#### MATERIAL FOR THIS EXERCISE ####
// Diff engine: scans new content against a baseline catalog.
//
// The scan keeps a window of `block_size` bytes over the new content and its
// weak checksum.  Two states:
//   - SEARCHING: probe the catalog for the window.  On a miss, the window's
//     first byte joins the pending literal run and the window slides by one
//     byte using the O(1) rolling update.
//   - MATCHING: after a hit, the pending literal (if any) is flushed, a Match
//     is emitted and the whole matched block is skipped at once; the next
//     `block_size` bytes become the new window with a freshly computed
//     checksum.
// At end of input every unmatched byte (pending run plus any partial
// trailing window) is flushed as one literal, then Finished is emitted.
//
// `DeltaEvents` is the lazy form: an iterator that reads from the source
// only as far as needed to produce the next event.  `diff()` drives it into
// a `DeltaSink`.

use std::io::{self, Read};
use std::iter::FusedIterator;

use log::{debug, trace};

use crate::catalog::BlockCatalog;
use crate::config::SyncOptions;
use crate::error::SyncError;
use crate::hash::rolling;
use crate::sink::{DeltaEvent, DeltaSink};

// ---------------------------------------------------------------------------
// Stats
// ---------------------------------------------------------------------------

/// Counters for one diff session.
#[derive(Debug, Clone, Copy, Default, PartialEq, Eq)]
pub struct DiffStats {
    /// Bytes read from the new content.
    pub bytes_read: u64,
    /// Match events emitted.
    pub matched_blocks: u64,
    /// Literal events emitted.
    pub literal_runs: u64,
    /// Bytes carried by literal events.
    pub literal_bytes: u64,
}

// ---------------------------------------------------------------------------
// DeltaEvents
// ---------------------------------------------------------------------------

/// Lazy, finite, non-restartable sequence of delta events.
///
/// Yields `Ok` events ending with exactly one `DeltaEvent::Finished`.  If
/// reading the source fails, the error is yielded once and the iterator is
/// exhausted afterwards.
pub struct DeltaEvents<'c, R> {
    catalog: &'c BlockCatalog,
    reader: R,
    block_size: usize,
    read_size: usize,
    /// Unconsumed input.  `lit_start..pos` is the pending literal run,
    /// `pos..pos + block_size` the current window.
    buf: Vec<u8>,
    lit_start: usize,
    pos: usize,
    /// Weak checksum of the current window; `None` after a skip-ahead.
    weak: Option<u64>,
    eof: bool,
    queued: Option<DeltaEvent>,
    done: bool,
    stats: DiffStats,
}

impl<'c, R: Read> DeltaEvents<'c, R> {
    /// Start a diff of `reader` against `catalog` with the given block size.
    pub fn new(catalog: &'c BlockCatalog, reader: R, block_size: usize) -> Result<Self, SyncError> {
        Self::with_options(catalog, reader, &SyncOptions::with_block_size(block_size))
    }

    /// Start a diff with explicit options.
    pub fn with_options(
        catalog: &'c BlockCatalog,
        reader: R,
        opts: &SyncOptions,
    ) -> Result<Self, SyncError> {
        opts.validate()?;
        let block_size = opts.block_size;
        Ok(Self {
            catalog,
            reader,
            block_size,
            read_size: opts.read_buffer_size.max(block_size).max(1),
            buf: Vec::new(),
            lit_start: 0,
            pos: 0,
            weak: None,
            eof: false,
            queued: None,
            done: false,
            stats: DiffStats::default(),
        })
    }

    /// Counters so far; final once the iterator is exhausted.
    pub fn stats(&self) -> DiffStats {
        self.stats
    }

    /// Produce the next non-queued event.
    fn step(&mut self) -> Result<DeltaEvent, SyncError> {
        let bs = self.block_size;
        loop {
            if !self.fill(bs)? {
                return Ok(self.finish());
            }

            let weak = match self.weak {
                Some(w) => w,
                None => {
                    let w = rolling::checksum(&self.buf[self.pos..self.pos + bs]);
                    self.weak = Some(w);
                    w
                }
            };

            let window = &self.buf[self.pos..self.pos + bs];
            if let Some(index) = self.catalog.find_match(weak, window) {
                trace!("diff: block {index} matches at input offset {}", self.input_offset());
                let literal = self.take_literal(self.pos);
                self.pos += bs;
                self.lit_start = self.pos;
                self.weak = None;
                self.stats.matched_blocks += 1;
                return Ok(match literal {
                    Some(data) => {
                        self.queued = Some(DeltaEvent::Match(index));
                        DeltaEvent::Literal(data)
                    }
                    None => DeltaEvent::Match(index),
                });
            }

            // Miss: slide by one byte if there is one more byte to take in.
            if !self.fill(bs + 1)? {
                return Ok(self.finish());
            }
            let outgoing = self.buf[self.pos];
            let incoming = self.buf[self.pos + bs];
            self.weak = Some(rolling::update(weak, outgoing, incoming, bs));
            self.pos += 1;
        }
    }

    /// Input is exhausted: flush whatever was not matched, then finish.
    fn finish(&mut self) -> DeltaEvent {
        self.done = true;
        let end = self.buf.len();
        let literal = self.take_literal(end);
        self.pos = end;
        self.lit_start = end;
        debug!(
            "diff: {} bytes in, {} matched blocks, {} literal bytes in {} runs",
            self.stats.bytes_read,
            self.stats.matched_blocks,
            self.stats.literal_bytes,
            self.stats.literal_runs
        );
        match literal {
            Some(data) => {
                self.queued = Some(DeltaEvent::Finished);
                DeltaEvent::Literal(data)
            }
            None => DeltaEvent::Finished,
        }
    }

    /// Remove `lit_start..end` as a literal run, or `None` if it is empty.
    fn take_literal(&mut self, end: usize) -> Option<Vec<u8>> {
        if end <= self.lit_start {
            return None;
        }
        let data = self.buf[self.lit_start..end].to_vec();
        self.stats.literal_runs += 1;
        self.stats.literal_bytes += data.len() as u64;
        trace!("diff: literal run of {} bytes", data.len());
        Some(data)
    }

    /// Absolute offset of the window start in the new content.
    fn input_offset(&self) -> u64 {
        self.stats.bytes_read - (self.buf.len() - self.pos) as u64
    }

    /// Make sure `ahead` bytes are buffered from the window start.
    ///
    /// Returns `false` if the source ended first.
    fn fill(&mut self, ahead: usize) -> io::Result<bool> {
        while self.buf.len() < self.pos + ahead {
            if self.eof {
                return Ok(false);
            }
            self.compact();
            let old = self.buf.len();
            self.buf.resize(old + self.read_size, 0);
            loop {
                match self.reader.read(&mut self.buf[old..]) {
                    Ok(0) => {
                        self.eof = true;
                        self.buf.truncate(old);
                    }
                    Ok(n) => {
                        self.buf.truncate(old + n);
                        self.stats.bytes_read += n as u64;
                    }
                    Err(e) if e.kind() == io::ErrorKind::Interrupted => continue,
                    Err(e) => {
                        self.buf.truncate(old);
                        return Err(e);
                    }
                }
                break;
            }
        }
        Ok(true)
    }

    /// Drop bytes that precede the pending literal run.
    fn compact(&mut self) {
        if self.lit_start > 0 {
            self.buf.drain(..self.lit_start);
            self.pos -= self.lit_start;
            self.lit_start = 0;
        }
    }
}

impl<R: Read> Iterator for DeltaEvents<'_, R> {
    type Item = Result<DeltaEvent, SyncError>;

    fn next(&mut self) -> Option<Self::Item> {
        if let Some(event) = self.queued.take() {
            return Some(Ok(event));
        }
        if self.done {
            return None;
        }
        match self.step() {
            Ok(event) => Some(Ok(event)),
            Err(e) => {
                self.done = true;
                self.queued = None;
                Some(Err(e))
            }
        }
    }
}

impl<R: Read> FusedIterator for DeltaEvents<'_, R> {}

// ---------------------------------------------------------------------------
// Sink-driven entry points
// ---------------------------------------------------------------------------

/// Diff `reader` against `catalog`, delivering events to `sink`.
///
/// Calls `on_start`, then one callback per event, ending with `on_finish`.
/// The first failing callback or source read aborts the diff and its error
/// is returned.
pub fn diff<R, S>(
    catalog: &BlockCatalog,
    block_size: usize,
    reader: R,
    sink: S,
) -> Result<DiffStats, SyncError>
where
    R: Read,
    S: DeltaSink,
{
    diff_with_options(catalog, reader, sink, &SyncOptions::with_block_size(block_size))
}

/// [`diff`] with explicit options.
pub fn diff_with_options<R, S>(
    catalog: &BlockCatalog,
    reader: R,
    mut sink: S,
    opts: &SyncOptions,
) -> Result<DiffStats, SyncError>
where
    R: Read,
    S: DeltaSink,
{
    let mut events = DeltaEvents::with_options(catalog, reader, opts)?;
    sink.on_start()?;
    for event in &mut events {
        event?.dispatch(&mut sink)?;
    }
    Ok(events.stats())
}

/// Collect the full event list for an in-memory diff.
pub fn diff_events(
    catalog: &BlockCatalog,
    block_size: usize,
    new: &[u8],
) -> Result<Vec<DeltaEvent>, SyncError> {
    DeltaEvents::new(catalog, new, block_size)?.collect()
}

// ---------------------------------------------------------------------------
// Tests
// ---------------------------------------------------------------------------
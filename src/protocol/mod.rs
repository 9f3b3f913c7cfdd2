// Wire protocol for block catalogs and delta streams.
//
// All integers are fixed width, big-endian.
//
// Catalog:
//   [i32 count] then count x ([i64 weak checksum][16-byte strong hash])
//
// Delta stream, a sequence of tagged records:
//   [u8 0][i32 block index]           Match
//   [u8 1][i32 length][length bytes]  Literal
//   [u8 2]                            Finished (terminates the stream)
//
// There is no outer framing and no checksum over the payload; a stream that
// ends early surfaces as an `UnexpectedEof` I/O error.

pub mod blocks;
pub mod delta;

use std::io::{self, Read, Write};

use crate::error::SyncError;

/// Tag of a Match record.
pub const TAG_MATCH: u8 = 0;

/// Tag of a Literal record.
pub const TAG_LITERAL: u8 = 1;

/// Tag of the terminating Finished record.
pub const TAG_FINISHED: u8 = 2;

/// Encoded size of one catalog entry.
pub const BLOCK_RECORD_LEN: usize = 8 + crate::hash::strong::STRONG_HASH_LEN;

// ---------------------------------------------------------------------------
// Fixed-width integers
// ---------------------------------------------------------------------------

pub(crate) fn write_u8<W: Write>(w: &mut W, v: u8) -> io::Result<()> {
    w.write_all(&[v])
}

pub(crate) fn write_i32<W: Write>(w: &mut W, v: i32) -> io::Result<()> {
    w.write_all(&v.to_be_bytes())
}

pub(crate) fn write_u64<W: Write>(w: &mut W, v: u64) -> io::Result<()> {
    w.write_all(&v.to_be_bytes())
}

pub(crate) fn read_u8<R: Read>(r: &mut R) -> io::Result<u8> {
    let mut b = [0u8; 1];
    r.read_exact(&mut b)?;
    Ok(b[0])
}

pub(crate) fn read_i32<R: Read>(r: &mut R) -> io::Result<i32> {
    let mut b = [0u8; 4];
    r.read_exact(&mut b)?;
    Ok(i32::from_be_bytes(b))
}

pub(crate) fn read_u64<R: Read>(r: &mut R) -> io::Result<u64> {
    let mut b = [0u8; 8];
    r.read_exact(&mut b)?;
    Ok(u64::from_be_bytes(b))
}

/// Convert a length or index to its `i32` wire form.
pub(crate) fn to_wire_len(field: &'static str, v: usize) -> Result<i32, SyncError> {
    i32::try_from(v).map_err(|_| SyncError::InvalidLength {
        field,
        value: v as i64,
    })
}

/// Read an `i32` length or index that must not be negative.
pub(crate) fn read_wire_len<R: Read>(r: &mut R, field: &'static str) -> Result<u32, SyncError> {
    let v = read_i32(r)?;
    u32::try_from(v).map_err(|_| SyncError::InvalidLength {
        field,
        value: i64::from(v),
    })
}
####
● WHAT TO PRODUCE: Among the lines of the data, which ones contain the word "fill"? Show them.

● ANSWER SPACE:
            if !self.fill(bs)? {
            if !self.fill(bs + 1)? {
    fn fill(&mut self, ahead: usize) -> io::Result<bool> {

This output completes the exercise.